- **The data**
%%

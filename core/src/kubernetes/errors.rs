use kube::error::ErrorResponse;
use thiserror::Error;

/// Failures reported by the cluster API, tagged by kind.
#[derive(Debug, Error)]
pub enum ClusterError {
    #[error("Not found: {0}")]
    NotFound(String),
    #[error("Already exists: {0}")]
    AlreadyExists(String),
    #[error("Conflict: {0}")]
    Conflict(String),
    #[error("Forbidden: {0}")]
    Forbidden(String),
    #[error("Unauthorized: {0}")]
    Unauthorized(String),
    #[error("Invalid: {0}")]
    Invalid(String),
    #[error("API error {code} ({reason}): {message}")]
    Api {
        code: u16,
        reason: String,
        message: String,
    },
    #[error("Kubernetes client error: {0}")]
    Client(#[source] kube::Error),
}

impl From<ErrorResponse> for ClusterError {
    fn from(response: ErrorResponse) -> Self {
        let ErrorResponse {
            message,
            reason,
            code,
            ..
        } = response;

        match (code, reason.as_str()) {
            (404, _) | (_, "NotFound") => ClusterError::NotFound(message),
            (_, "AlreadyExists") => ClusterError::AlreadyExists(message),
            (409, _) | (_, "Conflict") => ClusterError::Conflict(message),
            (403, _) | (_, "Forbidden") => ClusterError::Forbidden(message),
            (401, _) | (_, "Unauthorized") => ClusterError::Unauthorized(message),
            (422, _) | (_, "Invalid") => ClusterError::Invalid(message),
            _ => ClusterError::Api {
                code,
                reason,
                message,
            },
        }
    }
}

impl From<kube::Error> for ClusterError {
    fn from(err: kube::Error) -> Self {
        match err {
            kube::Error::Api(response) => response.into(),
            err => ClusterError::Client(err),
        }
    }
}

/// Lets callers branch on the kind of cluster failure without matching on concrete types.
pub trait ClusterErrorExt {
    fn cluster_error(&self) -> Option<&ClusterError>;

    fn is_not_found(&self) -> bool {
        matches!(self.cluster_error(), Some(ClusterError::NotFound(_)))
    }

    fn is_already_exists(&self) -> bool {
        matches!(self.cluster_error(), Some(ClusterError::AlreadyExists(_)))
    }
}

impl ClusterErrorExt for ClusterError {
    fn cluster_error(&self) -> Option<&ClusterError> {
        Some(self)
    }
}
pub mod apply;
pub mod delete;
pub mod get;

use anyhow::Result;
use parcel_core::kubernetes::config_maps::ConfigMaps;

use crate::cli::{Cli, Commands};

/// Main command dispatcher
pub async fn handle_command(config_maps: &ConfigMaps, cli: &Cli) -> Result<()> {
    match &cli.command {
        Commands::Create(args) => {
            apply::handle_create_command(config_maps, args, cli).await?;
        }
        Commands::Replace(args) => {
            apply::handle_replace_command(config_maps, args, cli).await?;
        }
        Commands::Delete { name } => {
            delete::handle_delete_command(config_maps, name, cli).await?;
        }
        Commands::DeleteByLabel { selector } => {
            delete::handle_delete_by_label_command(config_maps, selector, cli).await?;
        }
        Commands::Get { name } => {
            get::handle_get_command(config_maps, name, cli).await?;
        }
        Commands::List { selector } => {
            get::handle_list_command(config_maps, selector.as_ref(), cli).await?;
        }
    }
    Ok(())
}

%%

- **Task item**
Count the lines above that contain the word "Forbidden". Write only the number.

- **Answer section**
3